*** Exercise data ***

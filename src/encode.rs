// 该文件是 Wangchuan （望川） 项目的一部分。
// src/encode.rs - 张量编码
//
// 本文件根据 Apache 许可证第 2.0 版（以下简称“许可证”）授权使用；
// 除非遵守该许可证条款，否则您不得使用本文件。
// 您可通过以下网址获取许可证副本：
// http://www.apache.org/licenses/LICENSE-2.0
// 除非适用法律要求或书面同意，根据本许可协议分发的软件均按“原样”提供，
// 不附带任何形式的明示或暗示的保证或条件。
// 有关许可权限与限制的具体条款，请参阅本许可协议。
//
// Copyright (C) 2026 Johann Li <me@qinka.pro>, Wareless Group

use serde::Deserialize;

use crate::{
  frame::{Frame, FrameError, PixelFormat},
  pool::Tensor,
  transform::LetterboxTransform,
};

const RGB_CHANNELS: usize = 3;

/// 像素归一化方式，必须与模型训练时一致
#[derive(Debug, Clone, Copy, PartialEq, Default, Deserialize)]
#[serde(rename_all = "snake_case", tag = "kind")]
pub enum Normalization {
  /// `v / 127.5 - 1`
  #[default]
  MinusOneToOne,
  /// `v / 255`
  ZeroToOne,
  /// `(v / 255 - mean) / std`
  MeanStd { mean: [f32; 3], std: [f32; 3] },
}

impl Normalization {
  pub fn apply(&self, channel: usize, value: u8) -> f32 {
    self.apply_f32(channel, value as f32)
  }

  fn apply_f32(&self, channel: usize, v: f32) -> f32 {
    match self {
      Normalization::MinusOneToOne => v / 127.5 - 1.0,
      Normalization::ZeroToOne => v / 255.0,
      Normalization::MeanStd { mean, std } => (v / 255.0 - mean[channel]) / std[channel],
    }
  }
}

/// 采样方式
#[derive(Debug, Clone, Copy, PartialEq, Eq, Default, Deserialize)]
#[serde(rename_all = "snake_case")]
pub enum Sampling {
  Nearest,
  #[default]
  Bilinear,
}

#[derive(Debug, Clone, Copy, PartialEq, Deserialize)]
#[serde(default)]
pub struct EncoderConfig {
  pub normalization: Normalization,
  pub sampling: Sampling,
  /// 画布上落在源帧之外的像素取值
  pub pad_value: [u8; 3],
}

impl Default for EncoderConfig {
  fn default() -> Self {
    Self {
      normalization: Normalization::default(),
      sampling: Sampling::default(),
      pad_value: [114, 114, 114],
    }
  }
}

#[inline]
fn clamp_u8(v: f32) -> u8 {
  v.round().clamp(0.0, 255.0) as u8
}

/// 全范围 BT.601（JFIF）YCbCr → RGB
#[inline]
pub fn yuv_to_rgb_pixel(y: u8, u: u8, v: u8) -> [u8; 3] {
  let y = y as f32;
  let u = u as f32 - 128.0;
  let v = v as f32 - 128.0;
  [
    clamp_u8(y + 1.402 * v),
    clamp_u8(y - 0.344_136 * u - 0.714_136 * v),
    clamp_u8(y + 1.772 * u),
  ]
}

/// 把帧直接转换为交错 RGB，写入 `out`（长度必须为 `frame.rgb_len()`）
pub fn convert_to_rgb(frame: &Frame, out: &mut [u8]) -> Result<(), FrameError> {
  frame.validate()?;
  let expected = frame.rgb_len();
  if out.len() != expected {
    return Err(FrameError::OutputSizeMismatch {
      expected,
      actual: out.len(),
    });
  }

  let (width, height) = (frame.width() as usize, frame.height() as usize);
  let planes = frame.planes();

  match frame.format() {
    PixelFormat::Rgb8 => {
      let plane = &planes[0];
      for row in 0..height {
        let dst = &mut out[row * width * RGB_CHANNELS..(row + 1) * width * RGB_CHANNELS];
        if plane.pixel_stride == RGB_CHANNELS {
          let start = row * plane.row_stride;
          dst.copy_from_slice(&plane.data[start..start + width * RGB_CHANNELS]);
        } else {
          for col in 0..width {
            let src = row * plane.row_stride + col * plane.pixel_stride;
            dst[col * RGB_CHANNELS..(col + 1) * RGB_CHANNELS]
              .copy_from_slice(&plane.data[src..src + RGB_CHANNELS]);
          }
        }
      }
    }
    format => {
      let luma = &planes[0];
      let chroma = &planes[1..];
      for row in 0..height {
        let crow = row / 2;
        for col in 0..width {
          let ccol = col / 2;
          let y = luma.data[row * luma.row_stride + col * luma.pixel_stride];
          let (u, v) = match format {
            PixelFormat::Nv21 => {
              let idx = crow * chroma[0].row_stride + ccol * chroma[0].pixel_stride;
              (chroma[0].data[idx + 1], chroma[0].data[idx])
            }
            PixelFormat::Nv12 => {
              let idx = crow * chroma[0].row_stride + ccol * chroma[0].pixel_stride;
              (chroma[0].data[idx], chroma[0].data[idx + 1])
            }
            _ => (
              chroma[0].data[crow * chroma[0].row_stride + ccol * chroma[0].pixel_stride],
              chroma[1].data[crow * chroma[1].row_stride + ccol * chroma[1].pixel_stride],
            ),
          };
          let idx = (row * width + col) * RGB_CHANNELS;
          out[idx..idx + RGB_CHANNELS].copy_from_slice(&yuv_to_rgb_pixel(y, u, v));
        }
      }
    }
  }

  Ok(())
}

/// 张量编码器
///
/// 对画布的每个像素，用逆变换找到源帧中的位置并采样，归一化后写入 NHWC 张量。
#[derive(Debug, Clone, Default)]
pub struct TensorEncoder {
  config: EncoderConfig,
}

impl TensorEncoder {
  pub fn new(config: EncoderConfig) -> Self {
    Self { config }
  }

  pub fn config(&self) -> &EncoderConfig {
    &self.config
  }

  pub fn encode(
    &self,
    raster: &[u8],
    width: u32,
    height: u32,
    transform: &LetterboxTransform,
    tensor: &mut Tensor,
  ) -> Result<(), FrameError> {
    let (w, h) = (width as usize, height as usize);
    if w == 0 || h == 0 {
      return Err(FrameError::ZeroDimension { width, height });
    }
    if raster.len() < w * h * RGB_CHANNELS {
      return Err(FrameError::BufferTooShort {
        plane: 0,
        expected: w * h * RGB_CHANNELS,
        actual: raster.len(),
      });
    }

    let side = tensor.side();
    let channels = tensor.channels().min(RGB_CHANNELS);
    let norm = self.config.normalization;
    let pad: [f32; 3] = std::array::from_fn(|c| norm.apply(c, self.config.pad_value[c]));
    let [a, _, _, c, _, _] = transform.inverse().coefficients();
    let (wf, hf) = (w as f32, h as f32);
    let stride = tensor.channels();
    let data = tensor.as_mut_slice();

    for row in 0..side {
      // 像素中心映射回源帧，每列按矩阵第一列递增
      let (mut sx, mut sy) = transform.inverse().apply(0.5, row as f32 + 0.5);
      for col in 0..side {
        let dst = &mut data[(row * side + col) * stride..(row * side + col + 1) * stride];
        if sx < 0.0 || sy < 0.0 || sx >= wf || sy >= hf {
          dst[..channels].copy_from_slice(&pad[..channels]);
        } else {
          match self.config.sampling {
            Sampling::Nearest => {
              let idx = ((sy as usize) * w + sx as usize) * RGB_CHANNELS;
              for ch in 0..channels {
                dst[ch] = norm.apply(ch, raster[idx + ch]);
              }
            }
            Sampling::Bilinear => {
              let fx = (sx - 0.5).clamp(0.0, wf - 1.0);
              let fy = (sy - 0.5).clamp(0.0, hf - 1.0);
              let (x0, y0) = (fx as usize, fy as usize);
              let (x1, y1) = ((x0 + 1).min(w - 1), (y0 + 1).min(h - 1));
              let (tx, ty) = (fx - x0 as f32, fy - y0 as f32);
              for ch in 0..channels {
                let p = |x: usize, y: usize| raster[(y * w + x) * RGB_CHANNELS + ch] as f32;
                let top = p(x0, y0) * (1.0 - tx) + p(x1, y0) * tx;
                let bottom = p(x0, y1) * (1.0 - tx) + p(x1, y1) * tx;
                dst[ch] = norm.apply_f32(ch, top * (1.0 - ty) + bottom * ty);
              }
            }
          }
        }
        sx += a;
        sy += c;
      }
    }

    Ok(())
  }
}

*** End of Exercise data ***

> What the task asks
Look through the entries above and report each line where the string "derive" occurs.

> Solution below
#[derive(Debug, Clone, Copy, PartialEq, Default, Deserialize)]
#[derive(Debug, Clone, Copy, PartialEq, Eq, Default, Deserialize)]
#[derive(Debug, Clone, Copy, PartialEq, Deserialize)]
#[derive(Debug, Clone, Default)]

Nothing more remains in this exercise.